* PROMPT
Show each line of the records below where the word "kills" occurs.
───── INFORMATION PROVIDED ─────
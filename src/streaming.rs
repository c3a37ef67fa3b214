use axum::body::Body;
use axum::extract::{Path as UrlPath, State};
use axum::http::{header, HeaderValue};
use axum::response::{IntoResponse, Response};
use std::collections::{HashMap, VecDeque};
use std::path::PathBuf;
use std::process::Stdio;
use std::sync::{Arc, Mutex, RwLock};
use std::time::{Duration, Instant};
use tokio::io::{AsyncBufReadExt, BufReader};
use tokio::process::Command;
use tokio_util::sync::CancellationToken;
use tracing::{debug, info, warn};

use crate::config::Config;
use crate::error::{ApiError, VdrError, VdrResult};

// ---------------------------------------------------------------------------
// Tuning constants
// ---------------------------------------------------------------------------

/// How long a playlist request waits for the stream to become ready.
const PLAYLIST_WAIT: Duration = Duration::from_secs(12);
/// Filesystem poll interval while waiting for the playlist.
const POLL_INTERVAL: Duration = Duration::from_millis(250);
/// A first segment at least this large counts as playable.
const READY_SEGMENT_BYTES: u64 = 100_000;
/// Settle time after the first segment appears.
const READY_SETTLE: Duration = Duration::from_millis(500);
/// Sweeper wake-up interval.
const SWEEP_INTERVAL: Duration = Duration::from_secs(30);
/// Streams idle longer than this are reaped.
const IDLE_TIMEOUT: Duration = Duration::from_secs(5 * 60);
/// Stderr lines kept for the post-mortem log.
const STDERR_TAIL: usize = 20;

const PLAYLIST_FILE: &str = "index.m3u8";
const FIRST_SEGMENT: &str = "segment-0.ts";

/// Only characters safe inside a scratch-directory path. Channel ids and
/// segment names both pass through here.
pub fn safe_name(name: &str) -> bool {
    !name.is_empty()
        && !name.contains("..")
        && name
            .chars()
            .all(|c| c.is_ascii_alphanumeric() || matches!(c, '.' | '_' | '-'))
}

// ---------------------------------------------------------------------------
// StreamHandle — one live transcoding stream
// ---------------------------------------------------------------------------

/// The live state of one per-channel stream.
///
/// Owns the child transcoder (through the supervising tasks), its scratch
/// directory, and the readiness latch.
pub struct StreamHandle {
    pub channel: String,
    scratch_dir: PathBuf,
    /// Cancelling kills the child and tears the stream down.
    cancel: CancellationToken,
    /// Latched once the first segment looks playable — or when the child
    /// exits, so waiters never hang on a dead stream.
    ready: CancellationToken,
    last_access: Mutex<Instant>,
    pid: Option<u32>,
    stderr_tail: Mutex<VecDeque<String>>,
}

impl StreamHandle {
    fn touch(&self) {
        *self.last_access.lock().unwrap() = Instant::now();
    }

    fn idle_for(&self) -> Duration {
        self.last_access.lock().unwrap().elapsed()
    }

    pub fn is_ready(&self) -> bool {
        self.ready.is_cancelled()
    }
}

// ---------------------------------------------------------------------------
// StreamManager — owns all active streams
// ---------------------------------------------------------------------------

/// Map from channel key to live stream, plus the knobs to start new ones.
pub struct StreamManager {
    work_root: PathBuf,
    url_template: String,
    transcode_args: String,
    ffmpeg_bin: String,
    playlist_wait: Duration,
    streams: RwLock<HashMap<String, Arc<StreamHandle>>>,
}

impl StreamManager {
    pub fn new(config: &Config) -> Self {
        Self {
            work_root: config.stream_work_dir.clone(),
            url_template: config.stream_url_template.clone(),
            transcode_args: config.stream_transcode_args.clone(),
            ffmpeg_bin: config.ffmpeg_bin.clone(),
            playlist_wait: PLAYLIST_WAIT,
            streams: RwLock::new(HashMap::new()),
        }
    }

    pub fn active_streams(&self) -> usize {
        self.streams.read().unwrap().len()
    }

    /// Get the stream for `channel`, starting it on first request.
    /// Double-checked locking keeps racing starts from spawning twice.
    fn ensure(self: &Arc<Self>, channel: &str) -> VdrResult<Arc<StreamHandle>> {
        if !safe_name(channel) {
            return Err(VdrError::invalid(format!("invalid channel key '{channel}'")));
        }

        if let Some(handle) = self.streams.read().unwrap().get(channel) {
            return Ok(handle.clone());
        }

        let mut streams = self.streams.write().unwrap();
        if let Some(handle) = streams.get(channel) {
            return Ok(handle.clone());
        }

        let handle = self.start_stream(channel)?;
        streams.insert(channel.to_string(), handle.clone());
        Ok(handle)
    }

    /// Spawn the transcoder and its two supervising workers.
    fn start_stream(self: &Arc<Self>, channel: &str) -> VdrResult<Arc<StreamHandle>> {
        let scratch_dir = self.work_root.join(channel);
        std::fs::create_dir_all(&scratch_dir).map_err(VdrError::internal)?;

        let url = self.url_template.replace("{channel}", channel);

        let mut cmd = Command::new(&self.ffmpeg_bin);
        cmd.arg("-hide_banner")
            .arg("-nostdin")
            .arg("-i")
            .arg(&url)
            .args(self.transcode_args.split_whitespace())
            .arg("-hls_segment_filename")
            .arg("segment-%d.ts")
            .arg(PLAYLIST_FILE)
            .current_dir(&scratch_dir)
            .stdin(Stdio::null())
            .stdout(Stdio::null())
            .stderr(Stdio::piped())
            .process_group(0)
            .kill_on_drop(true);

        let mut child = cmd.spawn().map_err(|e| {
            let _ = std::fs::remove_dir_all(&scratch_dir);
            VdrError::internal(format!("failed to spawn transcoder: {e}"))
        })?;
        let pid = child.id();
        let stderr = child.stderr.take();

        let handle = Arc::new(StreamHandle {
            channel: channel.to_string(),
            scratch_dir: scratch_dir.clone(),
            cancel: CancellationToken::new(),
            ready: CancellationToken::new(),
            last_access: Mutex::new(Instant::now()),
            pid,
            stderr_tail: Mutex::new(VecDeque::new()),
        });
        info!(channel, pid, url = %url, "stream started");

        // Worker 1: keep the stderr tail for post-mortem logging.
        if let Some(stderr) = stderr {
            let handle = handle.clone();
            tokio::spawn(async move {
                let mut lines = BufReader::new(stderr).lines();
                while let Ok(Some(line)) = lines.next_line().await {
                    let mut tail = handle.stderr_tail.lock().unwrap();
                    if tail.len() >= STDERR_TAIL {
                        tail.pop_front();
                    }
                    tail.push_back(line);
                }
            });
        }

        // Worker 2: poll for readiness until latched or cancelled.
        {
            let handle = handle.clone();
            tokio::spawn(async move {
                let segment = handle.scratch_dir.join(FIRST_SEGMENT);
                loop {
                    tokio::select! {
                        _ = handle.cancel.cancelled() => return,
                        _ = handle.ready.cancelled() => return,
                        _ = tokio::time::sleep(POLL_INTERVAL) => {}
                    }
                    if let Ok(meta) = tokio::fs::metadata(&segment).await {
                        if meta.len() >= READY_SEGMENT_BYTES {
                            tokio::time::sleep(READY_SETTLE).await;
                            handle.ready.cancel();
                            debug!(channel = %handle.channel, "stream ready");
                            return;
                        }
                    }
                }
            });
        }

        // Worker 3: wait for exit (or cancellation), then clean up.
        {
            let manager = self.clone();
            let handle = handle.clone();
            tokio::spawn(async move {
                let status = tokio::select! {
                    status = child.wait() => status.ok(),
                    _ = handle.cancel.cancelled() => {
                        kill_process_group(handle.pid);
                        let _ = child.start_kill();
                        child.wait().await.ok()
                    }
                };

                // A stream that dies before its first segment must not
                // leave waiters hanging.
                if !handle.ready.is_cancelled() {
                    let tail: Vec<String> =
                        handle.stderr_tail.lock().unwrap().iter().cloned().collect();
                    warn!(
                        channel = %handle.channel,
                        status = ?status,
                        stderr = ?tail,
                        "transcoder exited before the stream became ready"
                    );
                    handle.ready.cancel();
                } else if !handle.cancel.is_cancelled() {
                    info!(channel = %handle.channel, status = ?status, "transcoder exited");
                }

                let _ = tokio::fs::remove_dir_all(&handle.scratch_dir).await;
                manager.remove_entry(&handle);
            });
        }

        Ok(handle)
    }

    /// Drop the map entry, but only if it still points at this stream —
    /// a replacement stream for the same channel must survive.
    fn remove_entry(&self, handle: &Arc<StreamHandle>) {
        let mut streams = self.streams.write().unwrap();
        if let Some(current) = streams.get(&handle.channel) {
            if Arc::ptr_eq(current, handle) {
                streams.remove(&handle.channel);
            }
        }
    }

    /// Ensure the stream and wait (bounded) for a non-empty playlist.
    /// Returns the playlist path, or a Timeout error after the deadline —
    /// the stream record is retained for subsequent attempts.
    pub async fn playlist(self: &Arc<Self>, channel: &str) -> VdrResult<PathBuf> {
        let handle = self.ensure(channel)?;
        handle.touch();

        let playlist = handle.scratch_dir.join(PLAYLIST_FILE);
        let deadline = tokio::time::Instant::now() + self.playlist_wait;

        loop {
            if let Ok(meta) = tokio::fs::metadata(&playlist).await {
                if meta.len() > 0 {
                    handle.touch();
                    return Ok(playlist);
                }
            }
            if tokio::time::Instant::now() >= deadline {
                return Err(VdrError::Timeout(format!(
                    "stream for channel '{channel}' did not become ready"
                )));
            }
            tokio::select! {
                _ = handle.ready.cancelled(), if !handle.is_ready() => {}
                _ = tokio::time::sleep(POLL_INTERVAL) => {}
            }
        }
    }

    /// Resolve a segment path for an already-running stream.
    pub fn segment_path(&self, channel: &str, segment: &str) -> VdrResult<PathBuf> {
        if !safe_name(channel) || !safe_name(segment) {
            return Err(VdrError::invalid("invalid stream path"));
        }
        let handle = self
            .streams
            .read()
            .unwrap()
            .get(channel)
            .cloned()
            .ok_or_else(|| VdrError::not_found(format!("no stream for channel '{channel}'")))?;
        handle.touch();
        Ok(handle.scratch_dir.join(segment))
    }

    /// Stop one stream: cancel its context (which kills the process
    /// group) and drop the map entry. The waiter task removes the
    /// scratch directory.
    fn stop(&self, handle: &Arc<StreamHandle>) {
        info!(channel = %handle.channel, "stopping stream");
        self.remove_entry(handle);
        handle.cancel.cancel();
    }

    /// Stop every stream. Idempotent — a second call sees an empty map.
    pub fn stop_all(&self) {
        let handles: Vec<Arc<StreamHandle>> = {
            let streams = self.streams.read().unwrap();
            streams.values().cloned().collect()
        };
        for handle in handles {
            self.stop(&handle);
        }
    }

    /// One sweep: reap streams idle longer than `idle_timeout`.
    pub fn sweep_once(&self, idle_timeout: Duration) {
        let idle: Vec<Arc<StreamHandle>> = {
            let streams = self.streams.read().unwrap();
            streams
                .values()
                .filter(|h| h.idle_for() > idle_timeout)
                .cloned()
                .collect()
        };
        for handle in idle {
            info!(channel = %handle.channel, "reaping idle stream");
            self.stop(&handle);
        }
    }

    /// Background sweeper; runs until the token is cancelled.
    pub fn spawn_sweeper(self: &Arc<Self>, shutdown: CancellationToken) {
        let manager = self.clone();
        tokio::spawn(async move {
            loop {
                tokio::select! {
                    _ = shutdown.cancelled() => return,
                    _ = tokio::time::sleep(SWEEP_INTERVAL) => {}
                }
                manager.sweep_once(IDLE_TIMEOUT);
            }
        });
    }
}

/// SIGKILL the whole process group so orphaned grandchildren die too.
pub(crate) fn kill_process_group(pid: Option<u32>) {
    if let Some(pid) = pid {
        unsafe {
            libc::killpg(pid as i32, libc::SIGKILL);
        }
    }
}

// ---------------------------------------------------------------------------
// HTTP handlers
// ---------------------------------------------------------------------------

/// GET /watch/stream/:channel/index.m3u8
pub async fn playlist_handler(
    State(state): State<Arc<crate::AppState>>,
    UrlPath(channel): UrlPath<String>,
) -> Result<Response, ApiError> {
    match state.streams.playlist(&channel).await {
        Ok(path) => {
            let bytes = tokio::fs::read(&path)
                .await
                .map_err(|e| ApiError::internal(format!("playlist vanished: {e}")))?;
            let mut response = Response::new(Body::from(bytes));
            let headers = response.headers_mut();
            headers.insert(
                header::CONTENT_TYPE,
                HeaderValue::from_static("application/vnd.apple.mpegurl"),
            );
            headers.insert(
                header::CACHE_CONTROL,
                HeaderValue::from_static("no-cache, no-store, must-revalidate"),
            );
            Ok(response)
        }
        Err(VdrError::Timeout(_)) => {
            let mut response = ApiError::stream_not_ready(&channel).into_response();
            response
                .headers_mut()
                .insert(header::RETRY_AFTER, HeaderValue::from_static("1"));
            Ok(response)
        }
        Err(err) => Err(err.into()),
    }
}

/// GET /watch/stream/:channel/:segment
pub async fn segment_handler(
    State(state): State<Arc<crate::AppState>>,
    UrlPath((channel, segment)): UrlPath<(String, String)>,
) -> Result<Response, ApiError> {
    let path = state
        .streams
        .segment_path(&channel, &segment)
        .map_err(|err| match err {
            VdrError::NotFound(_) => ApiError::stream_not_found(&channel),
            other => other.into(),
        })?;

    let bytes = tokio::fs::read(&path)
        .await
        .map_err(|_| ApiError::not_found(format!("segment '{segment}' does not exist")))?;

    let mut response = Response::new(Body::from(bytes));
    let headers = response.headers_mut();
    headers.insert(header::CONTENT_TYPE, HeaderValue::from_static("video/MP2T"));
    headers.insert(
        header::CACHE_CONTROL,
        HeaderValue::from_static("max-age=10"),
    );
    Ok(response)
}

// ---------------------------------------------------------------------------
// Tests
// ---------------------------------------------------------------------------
─────
───── INFORMATION PROVIDED ─────
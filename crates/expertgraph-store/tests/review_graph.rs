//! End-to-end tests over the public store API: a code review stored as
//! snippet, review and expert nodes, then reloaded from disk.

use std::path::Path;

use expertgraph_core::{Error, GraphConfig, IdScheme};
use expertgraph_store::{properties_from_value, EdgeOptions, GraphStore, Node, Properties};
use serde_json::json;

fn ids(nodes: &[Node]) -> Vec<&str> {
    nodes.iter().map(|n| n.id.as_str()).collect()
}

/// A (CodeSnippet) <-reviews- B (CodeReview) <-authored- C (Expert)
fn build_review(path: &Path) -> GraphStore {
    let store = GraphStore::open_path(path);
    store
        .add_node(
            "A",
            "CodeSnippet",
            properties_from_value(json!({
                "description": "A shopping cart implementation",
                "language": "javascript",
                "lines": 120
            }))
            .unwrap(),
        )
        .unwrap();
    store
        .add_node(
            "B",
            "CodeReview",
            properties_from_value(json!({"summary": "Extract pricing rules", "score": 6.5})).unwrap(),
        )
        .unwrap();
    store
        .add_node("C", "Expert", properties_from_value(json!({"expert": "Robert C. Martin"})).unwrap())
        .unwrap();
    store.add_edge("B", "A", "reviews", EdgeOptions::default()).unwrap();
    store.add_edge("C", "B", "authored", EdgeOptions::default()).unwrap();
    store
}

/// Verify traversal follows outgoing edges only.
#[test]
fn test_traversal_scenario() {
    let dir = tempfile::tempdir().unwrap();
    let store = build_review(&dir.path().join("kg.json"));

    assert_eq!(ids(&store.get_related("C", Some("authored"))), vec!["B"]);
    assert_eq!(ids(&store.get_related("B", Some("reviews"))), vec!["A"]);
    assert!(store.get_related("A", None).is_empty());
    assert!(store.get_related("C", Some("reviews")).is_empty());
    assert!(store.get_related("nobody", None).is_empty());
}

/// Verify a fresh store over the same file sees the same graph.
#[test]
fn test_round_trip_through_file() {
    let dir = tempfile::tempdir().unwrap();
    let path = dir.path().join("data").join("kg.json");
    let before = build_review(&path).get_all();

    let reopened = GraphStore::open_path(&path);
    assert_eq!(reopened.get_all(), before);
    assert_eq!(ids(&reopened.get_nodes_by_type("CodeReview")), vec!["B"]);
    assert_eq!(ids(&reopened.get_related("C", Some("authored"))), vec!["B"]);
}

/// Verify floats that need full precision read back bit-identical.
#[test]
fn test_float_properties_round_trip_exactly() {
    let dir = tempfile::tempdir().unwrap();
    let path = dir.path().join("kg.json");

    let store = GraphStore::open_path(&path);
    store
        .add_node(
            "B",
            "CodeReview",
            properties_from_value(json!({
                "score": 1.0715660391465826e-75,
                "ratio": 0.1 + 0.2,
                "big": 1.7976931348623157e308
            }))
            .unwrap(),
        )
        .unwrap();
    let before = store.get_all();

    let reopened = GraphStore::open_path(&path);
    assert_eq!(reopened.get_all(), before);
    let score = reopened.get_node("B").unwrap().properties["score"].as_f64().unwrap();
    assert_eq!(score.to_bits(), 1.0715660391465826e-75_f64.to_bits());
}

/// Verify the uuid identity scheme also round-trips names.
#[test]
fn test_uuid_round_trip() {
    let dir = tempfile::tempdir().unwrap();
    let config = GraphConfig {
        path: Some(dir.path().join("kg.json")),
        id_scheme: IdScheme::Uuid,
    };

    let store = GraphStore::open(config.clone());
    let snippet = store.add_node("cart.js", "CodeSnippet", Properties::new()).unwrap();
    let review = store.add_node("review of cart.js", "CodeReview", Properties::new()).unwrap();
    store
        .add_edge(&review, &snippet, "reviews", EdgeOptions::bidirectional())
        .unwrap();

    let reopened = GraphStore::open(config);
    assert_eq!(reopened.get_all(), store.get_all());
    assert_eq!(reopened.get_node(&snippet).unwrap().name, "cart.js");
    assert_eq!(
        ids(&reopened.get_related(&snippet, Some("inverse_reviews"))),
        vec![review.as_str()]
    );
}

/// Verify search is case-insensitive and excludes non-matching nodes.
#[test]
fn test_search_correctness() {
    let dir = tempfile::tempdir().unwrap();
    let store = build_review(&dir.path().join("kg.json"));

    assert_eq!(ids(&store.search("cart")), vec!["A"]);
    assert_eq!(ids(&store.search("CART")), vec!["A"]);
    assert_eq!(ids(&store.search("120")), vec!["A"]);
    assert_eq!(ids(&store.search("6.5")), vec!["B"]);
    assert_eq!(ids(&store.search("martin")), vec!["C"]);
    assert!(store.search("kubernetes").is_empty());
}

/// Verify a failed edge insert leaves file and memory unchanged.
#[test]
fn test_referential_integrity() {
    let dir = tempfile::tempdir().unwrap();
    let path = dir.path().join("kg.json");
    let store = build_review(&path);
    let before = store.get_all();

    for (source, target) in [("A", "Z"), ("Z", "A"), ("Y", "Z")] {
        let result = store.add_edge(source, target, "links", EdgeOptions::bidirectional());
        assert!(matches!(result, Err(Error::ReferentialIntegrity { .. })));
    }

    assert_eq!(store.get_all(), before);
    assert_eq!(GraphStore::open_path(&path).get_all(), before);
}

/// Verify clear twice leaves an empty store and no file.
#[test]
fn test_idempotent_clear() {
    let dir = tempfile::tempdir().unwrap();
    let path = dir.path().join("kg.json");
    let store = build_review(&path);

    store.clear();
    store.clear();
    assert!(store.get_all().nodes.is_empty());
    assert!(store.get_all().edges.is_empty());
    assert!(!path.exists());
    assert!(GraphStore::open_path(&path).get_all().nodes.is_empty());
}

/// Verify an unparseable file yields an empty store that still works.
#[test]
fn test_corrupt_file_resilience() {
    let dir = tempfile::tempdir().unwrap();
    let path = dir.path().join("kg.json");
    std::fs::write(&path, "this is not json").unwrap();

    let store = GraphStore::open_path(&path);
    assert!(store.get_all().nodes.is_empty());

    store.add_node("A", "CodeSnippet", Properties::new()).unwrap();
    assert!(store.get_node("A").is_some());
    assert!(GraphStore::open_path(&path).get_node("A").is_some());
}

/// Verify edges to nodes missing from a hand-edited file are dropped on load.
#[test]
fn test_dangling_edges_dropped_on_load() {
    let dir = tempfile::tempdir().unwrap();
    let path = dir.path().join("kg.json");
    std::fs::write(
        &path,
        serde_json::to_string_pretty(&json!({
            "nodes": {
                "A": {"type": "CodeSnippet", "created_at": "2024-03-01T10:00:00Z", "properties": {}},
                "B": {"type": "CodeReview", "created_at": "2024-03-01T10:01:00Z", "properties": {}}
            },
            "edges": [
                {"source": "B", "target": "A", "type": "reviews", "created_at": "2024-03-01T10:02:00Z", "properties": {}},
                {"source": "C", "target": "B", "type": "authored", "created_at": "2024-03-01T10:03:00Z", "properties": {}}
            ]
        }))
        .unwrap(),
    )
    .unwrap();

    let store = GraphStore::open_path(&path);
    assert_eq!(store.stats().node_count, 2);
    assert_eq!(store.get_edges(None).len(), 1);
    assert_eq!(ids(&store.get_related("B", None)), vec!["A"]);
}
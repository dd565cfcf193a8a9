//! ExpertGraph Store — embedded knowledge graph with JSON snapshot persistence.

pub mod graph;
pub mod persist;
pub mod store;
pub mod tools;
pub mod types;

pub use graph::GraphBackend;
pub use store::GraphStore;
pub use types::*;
─────
* SOLUTION BELOW
    /// Cancelling kills the child and tears the stream down.
    /// Stop one stream: cancel its context (which kills the process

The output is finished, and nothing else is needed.